COUR D'APPEL D'AIX-EN-PROVENCE
Chambre 1-1
ARRÊT AU FOND
DU 14 MARS 2023
N° 2023/ 101
Rôle N° RG 19/13743 - N° Portalis DBVB-V-B7D-BEZZZ
[H] [G]
[K] [L] épouse [G]
C/
[Y] [T] épouse [D]
SARL ANALYSES ET PERFORMANCES EXPERTISES
Société AIG EUROPE SA
SA GENERALI ASSURANCES
Copie exécutoire délivrée
le :
à :
Me Eric TARLET
Me Françoise BOULAN
Me Alain DE ANGELIS
Me Pierre-yves IMPERATORE
Décision déférée à la Cour :
Jugement du Tribunal de Grande Instance de GRASSE en date du 21 Juin 2019 enregistré au répertoire général sous le n° 16/03138.
APPELANTS
Monsieur [H] [G]
né le 26 Juin 1940 à [Localité 7] (ALLEMAGNE)
de nationalité Française, demeurant [Adresse 3]
Madame [K] [L] épouse [G]
née le 09 Décembre 1958 à [Localité 9]
de nationalité Française, demeurant [Adresse 3]
Tous deux représentés par Me Eric TARLET de la SCP LIZEE PETIT TARLET, avocat au barreau d'AIX-EN-PROVENCE et ayant pour avocat Me Anouk DELMAR, avocat au barreau de GRASSE
INTIMÉES
Madame [Y] [X] [B] [T] épouse [D] en sa qualité d'héritière de Monsieur [E] [T] décédé
née le 11 octobre 1966 à [Localité 5]
demeurant [Adresse 1]
représentée par Me Françoise BOULAN de la SELARL LEXAVOUE BOULAN CHERFILS IMPERATORE, avocat au barreau d'AIX-EN-PROVENCE substituée par Me Rachid CHENIGUER, avocat au barreau d'AIX-EN-PROVENCE, et ayant pour avocat plaidant Me Jean-louis RAMPONNEAU, avocat au barreau de GRASSE
Société AIG EUROPE SA venant aux droits de la Société CHARTIS EUROPE,
demeurant [Adresse 10]
représentée par Me Alain DE ANGELIS de la SCP DE ANGELIS-SEMIDEI-VUILLQUEZ-HABART-MELKI-BARDON, avocat au barreau de MARSEILLE
SA GENERALI ASSURANCES prise en la personne de son représentant légal en exercice domicilié en cette qualité audit siège
demeurant [Adresse 2]
représentée par Me Pierre-yves IMPERATORE de la SELARL LEXAVOUE BOULAN CHERFILS IMPERATORE, avocat au barreau d'AIX-EN-PROVENCE substituée par Me Rachid CHENIGUER, avocat au barreau d'AIX-EN-PROVENCE, et ayant pour avocat plaidant Me Michel BELLAICHEn avocat au barreau de PARIS, substitué par Me Caroline ALTEIRAC, avocat au barreau d'AIX-EN-PROVENCE
SARL ANALYSES ET PERFORMANCES EXPERTISES, demeurant [Adresse 4]
défaillante
*-*-*-*-*
COMPOSITION DE LA COUR
L'affaire a été débattue le 07 Février 2023 en audience publique.

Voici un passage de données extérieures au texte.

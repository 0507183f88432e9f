//! Server-side peer composition (component E's server half).
//!
//! An `McpServer` owns one instance of each capability module and composes
//! them onto a fresh [`Peer`] per connection via [`McpServer::serve`]. It does
//! not itself hold tools/resources/prompts — those live on the modules,
//! reachable through the accessors below so callers register handlers before
//! (or even while) a connection is being served.

use std::sync::Arc;

use tokio::io::{AsyncRead, AsyncWrite};

use crate::core::capability::CapabilityRegistry;
use crate::core::completion::CompletionsModule;
use crate::core::error::McpResult;
use crate::core::lifecycle::{Lifecycle, LifecycleState};
use crate::core::peer::{BoxFuture, HandlerError, Peer};
use crate::core::prompt::PromptsModule;
use crate::core::resource::{ResourcesModule, DEFAULT_THROTTLE_DELAY};
use crate::core::streams::StreamsModule;
use crate::core::tool::ToolsModule;
use crate::protocol::methods as m;
use crate::protocol::types::{error_codes, Implementation, InitializeRequestParams, InitializeResult, ServerCapabilities};
use crate::protocol::version::ProtocolVersion;

/// A server endpoint: one set of capability modules, served over as many
/// connections as the embedding process opens.
pub struct McpServer {
    info: Implementation,
    instructions: Option<String>,
    lifecycle: Arc<Lifecycle>,
    tools: Arc<ToolsModule>,
    resources: Arc<ResourcesModule>,
    prompts: Arc<PromptsModule>,
    completions: Arc<CompletionsModule>,
    streams: Arc<StreamsModule>,
}

impl McpServer {
    pub fn new(name: impl Into<String>, version: impl Into<String>) -> Self {
        Self {
            info: Implementation { name: name.into(), version: version.into() },
            instructions: None,
            lifecycle: Arc::new(Lifecycle::new()),
            tools: ToolsModule::new(),
            resources: ResourcesModule::new(DEFAULT_THROTTLE_DELAY),
            prompts: PromptsModule::new(),
            completions: CompletionsModule::new(),
            streams: StreamsModule::new(),
        }
    }

    pub fn with_instructions(mut self, instructions: impl Into<String>) -> Self {
        self.instructions = Some(instructions.into());
        self
    }

    pub fn tools(&self) -> &Arc<ToolsModule> {
        &self.tools
    }

    pub fn resources(&self) -> &Arc<ResourcesModule> {
        &self.resources
    }

    pub fn prompts(&self) -> &Arc<PromptsModule> {
        &self.prompts
    }

    pub fn completions(&self) -> &Arc<CompletionsModule> {
        &self.completions
    }

    pub fn streams(&self) -> &Arc<StreamsModule> {
        &self.streams
    }

    pub fn lifecycle(&self) -> &Arc<Lifecycle> {
        &self.lifecycle
    }

    /// Runs one connection to completion: installs every capability module
    /// on a fresh peer, handles the `initialize`/`initialized` handshake, then
    /// drives the read/write loop until the transport closes.
    pub async fn serve<R, W>(self: Arc<Self>, reader: R, writer: W) -> McpResult<()>
    where
        R: AsyncRead + Unpin + Send + 'static,
        W: AsyncWrite + Unpin + Send + 'static,
    {
        let (peer, outbound_rx) = Peer::new();
        peer.set_lifecycle(self.lifecycle.clone());
        let mut registry = CapabilityRegistry::new();

        self.tools.install(&peer, &mut registry);
        self.resources.install(&peer, &mut registry);
        self.prompts.install(&peer, &mut registry);
        self.completions.install(&peer, &mut registry);
        registry.enable_logging();
        self.streams.install(&peer, true);

        let local_capabilities = registry.local.server.clone();

        let this = self.clone();
        peer.register_request_handler(
            m::INITIALIZE,
            Arc::new(move |params| this.clone().handle_initialize(params, local_capabilities.clone())),
        );

        let lifecycle = self.lifecycle.clone();
        peer.register_notification_handler(
            m::INITIALIZED,
            Arc::new(move |_params| {
                let lifecycle = lifecycle.clone();
                Box::pin(async move { lifecycle.set(LifecycleState::Active) })
            }),
        );

        peer.run(reader, writer, outbound_rx).await
    }

    fn handle_initialize(
        self: Arc<Self>,
        params: serde_json::Value,
        local_capabilities: ServerCapabilities,
    ) -> BoxFuture<'static, Result<serde_json::Value, HandlerError>> {
        Box::pin(async move {
            let request: InitializeRequestParams = serde_json::from_value(params)
                .map_err(|e| HandlerError::new(error_codes::INVALID_PARAMS, e.to_string()))?;

            self.lifecycle.set(LifecycleState::Initializing);

            let negotiated = ProtocolVersion::parse(&request.protocol_version)
                .map(ProtocolVersion::negotiate)
                .unwrap_or(ProtocolVersion::OLDEST);

            let result = InitializeResult {
                protocol_version: negotiated.as_str().to_string(),
                capabilities: local_capabilities,
                server_info: self.info.clone(),
                instructions: self.instructions.clone(),
            };
            serde_json::to_value(result).map_err(|e| HandlerError::new(error_codes::INTERNAL_ERROR, e.to_string()))
        })
    }
}
//! Byte-stream transports that feed a [`crate::core::peer::Peer`]'s read/write
//! loop. Streamable HTTP, WebSocket, and auth-wrapped transports are out of
//! scope; stdio (this process's own, or a spawned child's) covers every
//! supported deployment shape.

pub mod stdio;

pub use stdio::{ChildProcessTransport, StdioTransport};
//! MCP wire types: the envelope, capability records, and the data model
//! shared by every subsystem (tools, resources, prompts, roots).
//!
//! Every optional field uses `#[serde(skip_serializing_if = "Option::is_none")]`
//! so that an absent value is elided from the wire rather than serialized as
//! `null` — MCP peers distinguish "field omitted" from "field explicitly null".

use serde::{Deserialize, Serialize};
use std::collections::HashMap;

/// JSON-RPC error codes, including the MCP-specific extensions.
pub mod error_codes {
    pub const PARSE_ERROR: i64 = -32700;
    pub const INVALID_REQUEST: i64 = -32600;
    pub const METHOD_NOT_FOUND: i64 = -32601;
    pub const INVALID_PARAMS: i64 = -32602;
    pub const INTERNAL_ERROR: i64 = -32603;

    /// MCP extension: no resource/template matched the requested URI.
    pub const RESOURCE_NOT_FOUND: i64 = -32002;

    /// Implementation-defined: a peer invoked a method outside its remote's
    /// advertised capabilities. Never sent on the wire (§4.D says the call
    /// fails locally), but used internally for consistent error reporting.
    pub const CAPABILITY_NOT_SUPPORTED: i64 = -32000;
}

/// A JSON-RPC request/response id: either a string or an integer.
#[derive(Debug, Clone, Serialize, Deserialize, PartialEq, Eq, Hash)]
#[serde(untagged)]
pub enum RequestId {
    Number(i64),
    String(String),
}

impl std::fmt::Display for RequestId {
    fn fmt(&self, f: &mut std::fmt::Formatter<'_>) -> std::fmt::Result {
        match self {
            RequestId::Number(n) => write!(f, "{n}"),
            RequestId::String(s) => write!(f, "{s}"),
        }
    }
}

/// An opaque pagination cursor. Servers may encode offsets, tokens, or etags;
/// consumers must treat it as opaque.
pub type Cursor = String;

/// An opaque token correlating `notifications/progress` to the request that
/// attached it via `_meta.progressToken`.
#[derive(Debug, Clone, Serialize, Deserialize, PartialEq, Eq, Hash)]
#[serde(untagged)]
pub enum ProgressToken {
    Number(i64),
    String(String),
}

/// `{name, version}` — identifies a peer implementation.
#[derive(Debug, Clone, Serialize, Deserialize, PartialEq, Default)]
pub struct Implementation {
    pub name: String,
    pub version: String,
}

/// Request params wrapper carrying recognized `_meta` sub-keys. Unknown
/// `_meta` contents round-trip through `extra` untouched.
#[derive(Debug, Clone, Serialize, Deserialize, PartialEq, Default)]
pub struct RequestMeta {
    #[serde(rename = "progressToken", skip_serializing_if = "Option::is_none")]
    pub progress_token: Option<ProgressToken>,

    #[serde(flatten)]
    pub extra: HashMap<String, serde_json::Value>,
}

// ---------------------------------------------------------------------------
// Capabilities
// ---------------------------------------------------------------------------

#[derive(Debug, Clone, Serialize, Deserialize, PartialEq, Default)]
pub struct RootsCapability {
    #[serde(rename = "listChanged", skip_serializing_if = "Option::is_none")]
    pub list_changed: Option<bool>,
}

#[derive(Debug, Clone, Serialize, Deserialize, PartialEq, Default)]
pub struct SamplingCapability {}

#[derive(Debug, Clone, Serialize, Deserialize, PartialEq, Default)]
pub struct ElicitationCapability {}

Conformément à l'article 804 du code de procédure civile, Mme DEMONT, conseillère, a fait un rapport oral de l'affaire à l'audience avant les plaidoiries.
La Cour était composée de :
Monsieur Olivier BRUE, Président
Mme Danielle DEMONT, Conseiller
Madame Louise DE BECHILLON, Conseillère
qui en ont délibéré.
Greffier lors des débats : Madame Céline LITTERI.
Les parties ont été avisées que le prononcé de la décision aurait lieu par mise à disposition au greffe le 14 Mars 2023.
ARRÊT
Par défaut
Prononcé par mise à disposition au greffe le 14 Mars 2023,
Signé par Monsieur Olivier BRUE, Président et Madame Céline LITTERI, greffier auquel la minute de la décision a été remise par le magistrat signataire.
***
EXPOSÉ DU LITIGE
Par acte authentique en date du 2 avril 2007, M. [E] [T] a vendu à M. [H] [G] et à Mme [G] née [K] [L] une maison d'habitation sise [Adresse 3] à [Localité 8] (06).
Exposant avoir découvert, postérieurement à la vente, des fibres d'amiante sur le support en fibrociment du toit de d'habitation, les acquéreurs ont obtenu en référé, le 15 juillet 2009, la désignation d'un expert judiciaire.
M. [W] a déposé son rapport le 22 juin 2010.
Par exploits des 10,18 et 24 novembre 2010, les époux [G] ont assigné M. [E] [T], la société Analyses et performance expertise (AP Expertise), la société Chartis Europe ( AIG Europe SA) et la société Generali assurances, au visa des articles 1141 et suivants, 1134 et 1147 du code civil et des articles L 1334-24 du code de la santé publique en paiement des frais de désamiantage et de divers dommages-intérêts.
Par jugement en date du 21 juin 2019, le tribunal de grande instance de Grasse a débouté les époux [G] de toutes leurs demandes dirigées contre Mme [Y] [D] et contre les sociétés AIG Europe Ltd et Generali IARD, les a condamnés aux dépens, et dit n'y avoir lieu de faire application des dispositions de l'article 700 du code de procédure civile.
Le 23 juin 2019 M. [H] [G] et Mme [G] née [K] [L] ont relevé appel de cette décision.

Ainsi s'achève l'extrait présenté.